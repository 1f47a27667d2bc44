// ━━━━━━━━━━━━━━━━━━━━━━━━━━━━━━━━━━━━━━━━━━━━━━━━━━━━━━━━━━━━━━━━━━━━━━━━━━
// BAKERPAY - CORE MODULE
//
// Payout pipeline for a block-producing baker: candidate generation,
// batch assembly + simulation, execution/confirmation, reports, cycle
// monitor. All financial arithmetic uses u128 mutez units (no
// floating-point).
// ━━━━━━━━━━━━━━━━━━━━━━━━━━━━━━━━━━━━━━━━━━━━━━━━━━━━━━━━━━━━━━━━━━━━━━━━━━

pub mod address;
pub mod batch;
pub mod candidate;
pub mod config;
pub mod engines;
pub mod enums;
pub mod error;
pub mod execute;
pub mod generate;
pub mod monitor;
pub mod ops;
pub mod prepare;
pub mod protected;
pub mod recipe;
pub mod report;
pub mod reports_store;

/// Smallest indivisible unit of the native token.
pub type Mutez = u128;

/// 1 tez = 1_000_000 mutez
pub const MUTEZ_PER_TEZ: u128 = 1_000_000;

/// Fee and donation rates are expressed in basis points (10_000 = 100%).
pub const RATE_DENOMINATOR: u32 = 10_000;

/// Hard per-operation gas cap enforced by the ledger.
pub const HARD_GAS_LIMIT_PER_OPERATION: u64 = 1_040_000;
/// Hard per-operation serialized size cap (bytes).
pub const MAX_OPERATION_SIZE: u64 = 32_768;

/// Buffer added on top of simulated gas per transaction.
pub const DEFAULT_TX_GAS_LIMIT_BUFFER: u64 = 100;
/// Buffer for deserialization gas accounted per transaction.
pub const DEFAULT_TX_DESERIALIZATION_GAS_BUFFER: u64 = 5;
/// Buffer added on top of the simulated transaction fee (mutez).
pub const DEFAULT_TX_FEE_BUFFER: u128 = 10;
/// Fee buffer for transactions targeting smart contracts (mutez).
pub const DEFAULT_KT_TX_FEE_BUFFER: u128 = 200;

/// Operator-tuned per-recipient fee reserve used by the balance check
/// (mutez). Not derived; see the configuration reference.
pub const PAYOUT_FEE_BUFFER: u128 = 1_000;

/// Confirmations awaited per dispatched operation.
pub const DEFAULT_REQUIRED_CONFIRMATIONS: u64 = 2;
/// Default operation TTL in blocks.
pub const DEFAULT_OPERATION_TTL: u64 = 12;
/// Branch is taken this many blocks behind head at dispatch time.
pub const BRANCH_OFFSET: i64 = 2;

/// Default baker fee: 5% in basis points.
pub const DEFAULT_BAKER_FEE_BPS: u32 = 500;
/// Default minimum payout amount (mutez).
pub const DEFAULT_PAYOUT_MINIMUM_AMOUNT: u128 = 10_000;

/// Sleep between insufficient-balance re-checks.
pub const BALANCE_WAIT_INTERVAL_SECS: u64 = 300;
/// Admin is notified every this many insufficient-balance iterations (~hourly).
pub const BALANCE_NOTIFY_EVERY: u64 = 12;

/// Cycle monitor retry backoff cap.
pub const MONITOR_BACKOFF_CAP_SECS: u64 = 60;

/// `floor(amount * bps / 10_000)` — pure integer math.
pub fn bps_portion(amount: Mutez, bps: u32) -> Mutez {
    amount.saturating_mul(bps as u128) / RATE_DENOMINATOR as u128
}

/// `floor(amount * numerator / denominator)` in u128.
/// On product overflow, splits the numerator to keep the result exact
/// enough instead of silently returning 0.
pub fn proportion(amount: Mutez, numerator: u128, denominator: u128) -> Mutez {
    if denominator == 0 {
        return 0;
    }
    match amount.checked_mul(numerator) {
        Some(product) => product / denominator,
        None => {
            let quotient = numerator / denominator;
            let remainder = numerator % denominator;
            amount.saturating_mul(quotient)
                + match amount.checked_mul(remainder) {
                    Some(v) => v / denominator,
                    None => (amount / denominator).saturating_mul(remainder),
                }
        }
    }
}

/// Convert a decimal rate from the config surface (e.g. 0.05) to basis
/// points, clamped to [0, 10_000].
pub fn rate_to_bps(rate: f64) -> u32 {
    if !rate.is_finite() || rate <= 0.0 {
        return 0;
    }
    let bps = (rate * RATE_DENOMINATOR as f64).round();
    if bps >= RATE_DENOMINATOR as f64 {
        RATE_DENOMINATOR
    } else {
        bps as u32
    }
}

/// Convert a tez amount from the config surface to mutez (floor).
pub fn tez_to_mutez(tez: f64) -> Mutez {
    if !tez.is_finite() || tez <= 0.0 {
        return 0;
    }
    (tez * MUTEZ_PER_TEZ as f64).floor() as u128
}

/// Render mutez as a "1.234567 tez" string for tables and logs.
pub fn mutez_to_tez_string(amount: Mutez) -> String {
    format!(
        "{}.{:06} tez",
        amount / MUTEZ_PER_TEZ,
        amount % MUTEZ_PER_TEZ
    )
}

/// Render a basis-point rate as a percentage string ("-" for zero).
pub fn bps_to_percentage_string(bps: u32) -> String {
    if bps == 0 {
        return "-".to_string();
    }
    format!("{}.{:02} %", bps / 100, bps % 100)
}

#[cfg(test)]
mod tests {
    use super::*;

    #[test]
    fn test_bps_portion() {
        assert_eq!(bps_portion(2000, 1005), 201);
        assert_eq!(bps_portion(2000, 10_000), 2000);
        assert_eq!(bps_portion(2000, 1000), 200);
        assert_eq!(bps_portion(2000, 100), 20);
        assert_eq!(bps_portion(0, 500), 0);
        // floor, not round
        assert_eq!(bps_portion(999, 500), 49);
    }

    #[test]
    fn test_proportion_exact() {
        // 100_000_000 * (1_000_000_000 / 1_000_000_000) = 100_000_000
        assert_eq!(proportion(100_000_000, 1_000_000_000, 1_000_000_000), 100_000_000);
        assert_eq!(proportion(100, 1, 3), 33);
        assert_eq!(proportion(100, 0, 3), 0);
        assert_eq!(proportion(100, 1, 0), 0);
    }

    #[test]
    fn test_proportion_overflow_fallback() {
        // amount * numerator overflows u128; fallback path must not return 0
        let amount = u128::MAX / 2;
        let result = proportion(amount, 4, 2);
        assert!(result > amount);
    }

    #[test]
    fn test_rate_to_bps() {
        assert_eq!(rate_to_bps(0.05), 500);
        assert_eq!(rate_to_bps(1.0), 10_000);
        assert_eq!(rate_to_bps(1.5), 10_000);
        assert_eq!(rate_to_bps(0.0), 0);
        assert_eq!(rate_to_bps(-0.1), 0);
        assert_eq!(rate_to_bps(0.1005), 1005);
    }

    #[test]
    fn test_mutez_formatting() {
        assert_eq!(mutez_to_tez_string(1_000_000), "1.000000 tez");
        assert_eq!(mutez_to_tez_string(95_000_000), "95.000000 tez");
        assert_eq!(mutez_to_tez_string(1_234_567), "1.234567 tez");
        assert_eq!(mutez_to_tez_string(42), "0.000042 tez");
    }

    #[test]
    fn test_tez_to_mutez() {
        assert_eq!(tez_to_mutez(0.25), 250_000);
        assert_eq!(tez_to_mutez(1.0), 1_000_000);
        assert_eq!(tez_to_mutez(0.0), 0);
    }
}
____________________
Your instructions: Produce the whole listing once more, exactly.

Written solution:
repository 1f47a27667d2bc44
// ━━━━━━━━━━━━━━━━━━━━━━━━━━━━━━━━━━━━━━━━━━━━━━━━━━━━━━━━━━━━━━━━━━━━━━━━━━
// BAKERPAY - CORE MODULE
//
// Payout pipeline for a block-producing baker: candidate generation,
// batch assembly + simulation, execution/confirmation, reports, cycle
// monitor. All financial arithmetic uses u128 mutez units (no
// floating-point).
// ━━━━━━━━━━━━━━━━━━━━━━━━━━━━━━━━━━━━━━━━━━━━━━━━━━━━━━━━━━━━━━━━━━━━━━━━━━

pub mod address;
pub mod batch;
pub mod candidate;
pub mod config;
pub mod engines;
pub mod enums;
pub mod error;
pub mod execute;
pub mod generate;
pub mod monitor;
pub mod ops;
pub mod prepare;
pub mod protected;
pub mod recipe;
pub mod report;
pub mod reports_store;

/// Smallest indivisible unit of the native token.
pub type Mutez = u128;

/// 1 tez = 1_000_000 mutez
pub const MUTEZ_PER_TEZ: u128 = 1_000_000;

/// Fee and donation rates are expressed in basis points (10_000 = 100%).
pub const RATE_DENOMINATOR: u32 = 10_000;

/// Hard per-operation gas cap enforced by the ledger.
pub const HARD_GAS_LIMIT_PER_OPERATION: u64 = 1_040_000;
/// Hard per-operation serialized size cap (bytes).
pub const MAX_OPERATION_SIZE: u64 = 32_768;

/// Buffer added on top of simulated gas per transaction.
pub const DEFAULT_TX_GAS_LIMIT_BUFFER: u64 = 100;
/// Buffer for deserialization gas accounted per transaction.
pub const DEFAULT_TX_DESERIALIZATION_GAS_BUFFER: u64 = 5;
/// Buffer added on top of the simulated transaction fee (mutez).
pub const DEFAULT_TX_FEE_BUFFER: u128 = 10;
/// Fee buffer for transactions targeting smart contracts (mutez).
pub const DEFAULT_KT_TX_FEE_BUFFER: u128 = 200;

/// Operator-tuned per-recipient fee reserve used by the balance check
/// (mutez). Not derived; see the configuration reference.
pub const PAYOUT_FEE_BUFFER: u128 = 1_000;

/// Confirmations awaited per dispatched operation.
pub const DEFAULT_REQUIRED_CONFIRMATIONS: u64 = 2;
/// Default operation TTL in blocks.
pub const DEFAULT_OPERATION_TTL: u64 = 12;
/// Branch is taken this many blocks behind head at dispatch time.
pub const BRANCH_OFFSET: i64 = 2;

/// Default baker fee: 5% in basis points.
pub const DEFAULT_BAKER_FEE_BPS: u32 = 500;
/// Default minimum payout amount (mutez).
pub const DEFAULT_PAYOUT_MINIMUM_AMOUNT: u128 = 10_000;

/// Sleep between insufficient-balance re-checks.
pub const BALANCE_WAIT_INTERVAL_SECS: u64 = 300;
/// Admin is notified every this many insufficient-balance iterations (~hourly).
pub const BALANCE_NOTIFY_EVERY: u64 = 12;

/// Cycle monitor retry backoff cap.
pub const MONITOR_BACKOFF_CAP_SECS: u64 = 60;

/// `floor(amount * bps / 10_000)` — pure integer math.
pub fn bps_portion(amount: Mutez, bps: u32) -> Mutez {
    amount.saturating_mul(bps as u128) / RATE_DENOMINATOR as u128
}

/// `floor(amount * numerator / denominator)` in u128.
/// On product overflow, splits the numerator to keep the result exact
/// enough instead of silently returning 0.
pub fn proportion(amount: Mutez, numerator: u128, denominator: u128) -> Mutez {
    if denominator == 0 {
        return 0;
    }
    match amount.checked_mul(numerator) {
        Some(product) => product / denominator,
        None => {
            let quotient = numerator / denominator;
            let remainder = numerator % denominator;
            amount.saturating_mul(quotient)
                + match amount.checked_mul(remainder) {
                    Some(v) => v / denominator,
                    None => (amount / denominator).saturating_mul(remainder),
                }
        }
    }
}

/// Convert a decimal rate from the config surface (e.g. 0.05) to basis
/// points, clamped to [0, 10_000].
pub fn rate_to_bps(rate: f64) -> u32 {
    if !rate.is_finite() || rate <= 0.0 {
        return 0;
    }
    let bps = (rate * RATE_DENOMINATOR as f64).round();
    if bps >= RATE_DENOMINATOR as f64 {
        RATE_DENOMINATOR
    } else {
        bps as u32
    }
}

/// Convert a tez amount from the config surface to mutez (floor).
pub fn tez_to_mutez(tez: f64) -> Mutez {
    if !tez.is_finite() || tez <= 0.0 {
        return 0;
    }
    (tez * MUTEZ_PER_TEZ as f64).floor() as u128
}

/// Render mutez as a "1.234567 tez" string for tables and logs.
pub fn mutez_to_tez_string(amount: Mutez) -> String {
    format!(
        "{}.{:06} tez",
        amount / MUTEZ_PER_TEZ,
        amount % MUTEZ_PER_TEZ
    )
}

/// Render a basis-point rate as a percentage string ("-" for zero).
pub fn bps_to_percentage_string(bps: u32) -> String {
    if bps == 0 {
        return "-".to_string();
    }
    format!("{}.{:02} %", bps / 100, bps % 100)
}

#[cfg(test)]
mod tests {
    use super::*;

    #[test]
    fn test_bps_portion() {
        assert_eq!(bps_portion(2000, 1005), 201);
        assert_eq!(bps_portion(2000, 10_000), 2000);
        assert_eq!(bps_portion(2000, 1000), 200);
        assert_eq!(bps_portion(2000, 100), 20);
        assert_eq!(bps_portion(0, 500), 0);
        // floor, not round
        assert_eq!(bps_portion(999, 500), 49);
    }

    #[test]
    fn test_proportion_exact() {
        // 100_000_000 * (1_000_000_000 / 1_000_000_000) = 100_000_000
        assert_eq!(proportion(100_000_000, 1_000_000_000, 1_000_000_000), 100_000_000);
        assert_eq!(proportion(100, 1, 3), 33);
        assert_eq!(proportion(100, 0, 3), 0);
        assert_eq!(proportion(100, 1, 0), 0);
    }

    #[test]
    fn test_proportion_overflow_fallback() {
        // amount * numerator overflows u128; fallback path must not return 0
        let amount = u128::MAX / 2;
        let result = proportion(amount, 4, 2);
        assert!(result > amount);
    }

    #[test]
    fn test_rate_to_bps() {
        assert_eq!(rate_to_bps(0.05), 500);
        assert_eq!(rate_to_bps(1.0), 10_000);
        assert_eq!(rate_to_bps(1.5), 10_000);
        assert_eq!(rate_to_bps(0.0), 0);
        assert_eq!(rate_to_bps(-0.1), 0);
        assert_eq!(rate_to_bps(0.1005), 1005);
    }

    #[test]
    fn test_mutez_formatting() {
        assert_eq!(mutez_to_tez_string(1_000_000), "1.000000 tez");
        assert_eq!(mutez_to_tez_string(95_000_000), "95.000000 tez");
        assert_eq!(mutez_to_tez_string(1_234_567), "1.234567 tez");
        assert_eq!(mutez_to_tez_string(42), "0.000042 tez");
    }

    #[test]
    fn test_tez_to_mutez() {
        assert_eq!(tez_to_mutez(0.25), 250_000);
        assert_eq!(tez_to_mutez(1.0), 1_000_000);
        assert_eq!(tez_to_mutez(0.0), 0);
    }
}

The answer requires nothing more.